Acute appendicitis

Case contributed by Amr El-Talla
Diagnosis almost certain

Presentation

Acute abdominal pain right lower quadrant, worsening pain over the last 10 hours.

Patient Data

Age: 13 years
Gender: Male
ct

There is evidence of ruptured appendicitis with an enlarged appendix and extensive
inflammatory changes in the right lower quadrant. Two small locules of extraluminal air noted in the right lower quadrant. No discrete abscess.

Case Discussion

This case describes a patient presenting with worsening RLQ abdominal pain over the last 10 hours. Clinical suspicion of acute appendicitis was high and a non-contrast CT was performed. The results of the imaging confirmed the suspected diagnosis. 

Acute appendicitis refers to acute inflammation of the vermiform appendix. CT abdomen is the diagnostic imaging modality of choice for the diagnosis of acute appendicitis in non-pregnant adult patients. Abdominal ultrasonography is the preferred imaging study for pregnant patients and children.

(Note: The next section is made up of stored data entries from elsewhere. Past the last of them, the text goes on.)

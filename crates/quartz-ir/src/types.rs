use serde::{Deserialize, Serialize};
use std::fmt;

/// The fixed catalogue of value categories the compiler supports.
///
/// There is deliberately no numeric tower: integers are 256-bit, full stop.
/// Every value in the target language is either a raw storage word or a
/// heap-resident runtime object, and this enum is the single source of truth
/// for how each category is sized, aligned, named externally, and named in
/// generated target source.
#[derive(Debug, Clone, PartialEq, Eq, Hash, Serialize, Deserialize)]
pub enum Type {
    U256,
    I256,
    Address,
    Bool,
    Bytes,
    Struct(String),
    Mapping(Box<Type>, Box<Type>),
    Void,
    Function(Box<FunctionType>),
}

impl Type {
    /// Byte width used for struct packing. `None` for categories that have
    /// no in-place representation (mappings, void, functions).
    pub fn size_bytes(&self) -> Option<u32> {
        match self {
            Type::U256 | Type::I256 => Some(32),
            Type::Address => Some(20),
            Type::Bool => Some(1),
            Type::Bytes => Some(32),
            Type::Struct(_) => Some(32),
            Type::Mapping(_, _) | Type::Void | Type::Function(_) => None,
        }
    }

    /// Natural power-of-two alignment for struct packing.
    pub fn align_bytes(&self) -> Option<u32> {
        match self {
            Type::U256 | Type::I256 => Some(32),
            Type::Address => Some(32),
            Type::Bool => Some(1),
            Type::Bytes => Some(32),
            Type::Struct(_) => Some(32),
            Type::Mapping(_, _) | Type::Void | Type::Function(_) => None,
        }
    }

    /// Canonical name in the external ABI. Mappings are not externally
    /// encodable and structs encode as tuples.
    pub fn abi_name(&self) -> Option<String> {
        match self {
            Type::U256 => Some("uint256".to_string()),
            Type::I256 => Some("int256".to_string()),
            Type::Address => Some("address".to_string()),
            Type::Bool => Some("bool".to_string()),
            Type::Bytes => Some("bytes".to_string()),
            Type::Struct(_) => Some("tuple".to_string()),
            Type::Mapping(_, _) | Type::Void | Type::Function(_) => None,
        }
    }

    /// Type name in generated target-language source.
    pub fn target_name(&self) -> String {
        match self {
            Type::U256 => "u256".to_string(),
            Type::I256 => "i256".to_string(),
            Type::Address => "addr_t".to_string(),
            Type::Bool => "bool_t".to_string(),
            Type::Bytes => "bytes_t".to_string(),
            Type::Struct(name) => format!("{}*", name),
            Type::Mapping(_, _) => "mapping_t".to_string(),
            Type::Void => "void".to_string(),
            Type::Function(_) => "fn_t".to_string(),
        }
    }

    /// Heap-resident in the target: reads must be copied into a fresh
    /// temporary before any mutating operation touches them.
    pub fn is_reference_like(&self) -> bool {
        matches!(
            self,
            Type::U256 | Type::I256 | Type::Address | Type::Bytes | Type::Struct(_)
        )
    }

    pub fn is_mapping(&self) -> bool {
        matches!(self, Type::Mapping(_, _))
    }

    /// Resolve a surface-language type name. Struct names are resolved by
    /// the analyzer against the declared struct set, not here.
    pub fn from_surface_name(name: &str) -> Option<Type> {
        match name {
            "u256" => Some(Type::U256),
            "i256" => Some(Type::I256),
            "address" => Some(Type::Address),
            "bool" => Some(Type::Bool),
            "bytes" | "string" => Some(Type::Bytes),
            "void" => Some(Type::Void),
            _ => None,
        }
    }
}

impl fmt::Display for Type {
    fn fmt(&self, f: &mut fmt::Formatter<'_>) -> fmt::Result {
        match self {
            Type::U256 => write!(f, "u256"),
            Type::I256 => write!(f, "i256"),
            Type::Address => write!(f, "address"),
            Type::Bool => write!(f, "bool"),
            Type::Bytes => write!(f, "bytes"),
            Type::Struct(name) => write!(f, "{}", name),
            Type::Mapping(key, value) => write!(f, "map<{}, {}>", key, value),
            Type::Void => write!(f, "void"),
            Type::Function(ft) => write!(f, "fn{}", ft),
        }
    }
}

#[derive(Debug, Clone, PartialEq, Eq, Hash, Serialize, Deserialize)]
pub struct FunctionType {
    pub params: Vec<Type>,
    pub ret: Type,
}

impl fmt::Display for FunctionType {
    fn fmt(&self, f: &mut fmt::Formatter<'_>) -> fmt::Result {
        let params = self
            .params
            .iter()
            .map(|t| t.to_string())
            .collect::<Vec<_>>()
            .join(", ");
        write!(f, "({}) -> {}", params, self.ret)
    }
}
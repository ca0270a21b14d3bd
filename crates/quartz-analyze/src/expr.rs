use crate::context::AnalysisContext;
use num_bigint::BigUint;
use num_traits::Num;
use quartz_ir::{DiagCode, IrExpression, Literal, Scope, Symbol, Type};
use quartz_parser::{BinOp, Expr, UnOp};

/// Lower one parsed expression to one IR node.
///
/// Never fails: problems land in the diagnostics sink and a best-effort
/// placeholder comes back so one run surfaces as many problems as it can.
pub fn build_expression(expr: &Expr, ctx: &mut AnalysisContext) -> IrExpression {
    match expr {
        Expr::Number { text, line } => build_number(text, *line, ctx),
        Expr::Str { value, .. } => IrExpression::Literal {
            value: Literal::Str(value.clone()),
            ty: Type::Bytes,
        },
        Expr::Bool { value, .. } => IrExpression::Literal {
            value: Literal::Bool(*value),
            ty: Type::Bool,
        },
        Expr::Ident { name, line } => build_identifier(name, *line, ctx),
        Expr::This { .. } => IrExpression::This,
        Expr::Member {
            object,
            property,
            line,
        } => build_member(object, property, *line, ctx),
        Expr::Call { callee, args, line } => build_call(callee, args, *line, ctx),
        Expr::Index {
            object,
            index,
            line,
        } => build_index(object, index, *line, ctx),
        Expr::StructLit { name, fields, line } => build_struct_literal(name, fields, *line, ctx),
        Expr::Binary {
            op,
            left,
            right,
            line: _,
        } => build_binary(*op, left, right, ctx),
        Expr::Unary { op, operand, .. } => build_unary(*op, operand, ctx),
        Expr::Assign { line, .. } => {
            ctx.error(
                DiagCode::Syntax,
                "assignment is a statement, not an expression",
                *line,
            );
            placeholder()
        }
    }
}

pub fn placeholder() -> IrExpression {
    IrExpression::Literal {
        value: Literal::Number(BigUint::from(0u32)),
        ty: Type::U256,
    }
}

fn build_number(text: &str, line: usize, ctx: &mut AnalysisContext) -> IrExpression {
    let cleaned = text.replace('_', "");
    let parsed = if let Some(hex) = cleaned
        .strip_prefix("0x")
        .or_else(|| cleaned.strip_prefix("0X"))
    {
        BigUint::from_str_radix(hex, 16)
    } else {
        BigUint::from_str_radix(&cleaned, 10)
    };
    match parsed {
        Ok(value) => IrExpression::Literal {
            value: Literal::Number(value),
            ty: Type::U256,
        },
        Err(_) => {
            ctx.error(
                DiagCode::Syntax,
                format!("malformed number literal `{}`", text),
                line,
            );
            placeholder()
        }
    }
}

fn build_identifier(name: &str, line: usize, ctx: &mut AnalysisContext) -> IrExpression {
    match ctx.lookup(name) {
        Some(Symbol::Variable(var)) => IrExpression::Var {
            name: var.name.clone(),
            scope: var.scope,
            ty: var.ty.clone(),
        },
        _ => {
            ctx.error(
                DiagCode::Semantic,
                format!("unresolved identifier `{}`", name),
                line,
            );
            IrExpression::Var {
                name: name.to_string(),
                scope: Scope::Memory,
                ty: Type::U256,
            }
        }
    }
}

fn env_member_type(object: &str, property: &str) -> Option<Type> {
    match (object, property) {
        ("msg", "sender") => Some(Type::Address),
        ("msg", "value") => Some(Type::U256),
        ("block", "number") => Some(Type::U256),
        ("block", "timestamp") => Some(Type::U256),
        _ => None,
    }
}

fn build_member(
    object: &Expr,
    property: &str,
    line: usize,
    ctx: &mut AnalysisContext,
) -> IrExpression {
    // `this.<field>` is a storage access, not a member chain.
    if matches!(object, Expr::This { .. }) {
        return match ctx.lookup(property) {
            Some(Symbol::Variable(var)) if var.scope == Scope::Storage => IrExpression::Var {
                name: var.name.clone(),
                scope: Scope::Storage,
                ty: var.ty.clone(),
            },
            _ => {
                ctx.error(
                    DiagCode::Semantic,
                    format!("`{}` is not a storage field of this contract", property),
                    line,
                );
                IrExpression::Var {
                    name: property.to_string(),
                    scope: Scope::Memory,
                    ty: Type::U256,
                }
            }
        };
    }

    if let Expr::Ident { name, .. } = object {
        if ctx.lookup(name).is_none() {
            if let Some(ty) = env_member_type(name, property) {
                return IrExpression::Member {
                    object: Box::new(IrExpression::Var {
                        name: name.clone(),
                        scope: Scope::Memory,
                        ty: Type::Void,
                    }),
                    property: property.to_string(),
                    ty,
                };
            }
        }
    }

    let object_ir = build_expression(object, ctx);
    let ty = match object_ir.ty() {
        Type::Struct(struct_name) => match ctx
            .structs
            .get(&struct_name)
            .and_then(|def| def.field(property))
        {
            Some(field) => field.ty.clone(),
            None => {
                ctx.error(
                    DiagCode::Semantic,
                    format!("struct `{}` has no field `{}`", struct_name, property),
                    line,
                );
                Type::U256
            }
        },
        // Unknown receiver: assume a transient memory value. The lenient
        // default keeps chains over unannotated values compiling.
        _ => Type::U256,
    };

    IrExpression::Member {
        object: Box::new(object_ir),
        property: property.to_string(),
        ty,
    }
}

fn build_call(
    callee: &Expr,
    args: &[Expr],
    line: usize,
    ctx: &mut AnalysisContext,
) -> IrExpression {
    let args_ir: Vec<IrExpression> = args.iter().map(|a| build_expression(a, ctx)).collect();

    match callee {
        Expr::Ident { name, .. } => {
            let ret = match ctx.lookup(name) {
                Some(Symbol::Function(f)) => f.ret.clone(),
                _ => {
                    ctx.error(
                        DiagCode::Semantic,
                        format!("call to undeclared function `{}`", name),
                        line,
                    );
                    Type::U256
                }
            };
            IrExpression::Call {
                target: name.clone(),
                receiver: None,
                args: args_ir,
                ret,
                scope: Scope::Memory,
            }
        }
        Expr::Member {
            object, property, ..
        } if matches!(**object, Expr::This { .. }) => {
            let ret = match ctx.lookup(property) {
                Some(Symbol::Function(f)) => f.ret.clone(),
                _ => {
                    ctx.error(
                        DiagCode::Semantic,
                        format!("contract has no method `{}`", property),
                        line,
                    );
                    Type::U256
                }
            };
            IrExpression::Call {
                target: property.clone(),
                receiver: None,
                args: args_ir,
                ret,
                scope: Scope::Memory,
            }
        }
        Expr::Member {
            object, property, ..
        } => {
            // Method call on a value. The receiver defaults to memory scope
            // when its base cannot be resolved; codegen decides whether the
            // target is meaningful.
            let receiver = build_expression(object, ctx);
            IrExpression::Call {
                target: property.clone(),
                receiver: Some(Box::new(receiver)),
                args: args_ir,
                ret: Type::U256,
                scope: Scope::Memory,
            }
        }
        other => {
            ctx.error(
                DiagCode::Syntax,
                format!("unsupported call target on line {}", other.line()),
                line,
            );
            placeholder()
        }
    }
}

fn build_index(
    object: &Expr,
    index: &Expr,
    line: usize,
    ctx: &mut AnalysisContext,
) -> IrExpression {
    let key = build_expression(index, ctx);
    let object_ir = build_expression(object, ctx);

    match object_ir {
        IrExpression::Var {
            ref name,
            scope: Scope::Storage,
            ref ty,
        } => match ty {
            Type::Mapping(_, value_ty) => IrExpression::Call {
                target: "map_get".to_string(),
                receiver: Some(Box::new(IrExpression::Var {
                    name: name.clone(),
                    scope: Scope::Storage,
                    ty: ty.clone(),
                })),
                args: vec![key],
                ret: (**value_ty).clone(),
                scope: Scope::Storage,
            },
            other => {
                ctx.error(
                    DiagCode::Semantic,
                    format!("`{}` of type `{}` cannot be indexed", name, other),
                    line,
                );
                placeholder()
            }
        },
        _ => {
            ctx.error(
                DiagCode::Syntax,
                "only storage mappings can be indexed",
                line,
            );
            placeholder()
        }
    }
}

fn build_struct_literal(
    name: &str,
    fields: &[(String, Expr)],
    line: usize,
    ctx: &mut AnalysisContext,
) -> IrExpression {
    let Some(def) = ctx.structs.get(name).cloned() else {
        ctx.error(
            DiagCode::Semantic,
            format!("unknown struct `{}`", name),
            line,
        );
        return placeholder();
    };

    for (field_name, _) in fields {
        if def.field(field_name).is_none() {
            ctx.error(
                DiagCode::Semantic,
                format!("struct `{}` has no field `{}`", name, field_name),
                line,
            );
        }
    }

    // Arguments follow declaration order so codegen and ABI agree on the
    // layout regardless of the order written in the literal.
    let mut args = Vec::with_capacity(def.fields.len());
    for field in &def.fields {
        match fields.iter().find(|(n, _)| n == &field.name) {
            Some((_, value)) => args.push(build_expression(value, ctx)),
            None => {
                ctx.error(
                    DiagCode::Semantic,
                    format!("missing field `{}` in `{}` literal", field.name, name),
                    line,
                );
                args.push(placeholder());
            }
        }
    }

    IrExpression::Call {
        target: "new".to_string(),
        receiver: None,
        args,
        ret: Type::Struct(name.to_string()),
        scope: Scope::Memory,
    }
}

fn binary_target(op: BinOp) -> &'static str {
    match op {
        BinOp::Add => "add",
        BinOp::Sub => "sub",
        BinOp::Mul => "mul",
        BinOp::Div => "div",
        BinOp::Mod => "mod",
        BinOp::Eq => "eq",
        BinOp::Ne => "ne",
        BinOp::Lt => "lt",
        BinOp::Gt => "gt",
        BinOp::Le => "le",
        BinOp::Ge => "ge",
        BinOp::And => "and",
        BinOp::Or => "or",
    }
}

fn build_binary(op: BinOp, left: &Expr, right: &Expr, ctx: &mut AnalysisContext) -> IrExpression {
    let left_ir = build_expression(left, ctx);
    let right_ir = build_expression(right, ctx);
    let ret = match op {
        BinOp::Add | BinOp::Sub | BinOp::Mul | BinOp::Div | BinOp::Mod => left_ir.ty(),
        _ => Type::Bool,
    };
    IrExpression::Call {
        target: binary_target(op).to_string(),
        receiver: Some(Box::new(left_ir)),
        args: vec![right_ir],
        ret,
        scope: Scope::Memory,
    }
}

fn build_unary(op: UnOp, operand: &Expr, ctx: &mut AnalysisContext) -> IrExpression {
    let operand_ir = build_expression(operand, ctx);
    let (target, ret) = match op {
        UnOp::Not => ("not", Type::Bool),
        UnOp::Neg => ("neg", operand_ir.ty()),
    };
    IrExpression::Call {
        target: target.to_string(),
        receiver: Some(Box::new(operand_ir)),
        args: Vec::new(),
        ret,
        scope: Scope::Memory,
    }
}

CT findings supportive of the diagnosis of acute appendicitis include: distension of the appendix to a diameter > 6 mm, periappendiceal fat stranding, and visualization of an appendiceal fecalith (focal hyperdense structure within appendiceal lumen).

Complications may also be noted on imaging and support the diagnosis of acute appendicitis. These complications include perforation (manifesting as pneumoperitoneum on imaging) and abscess formation.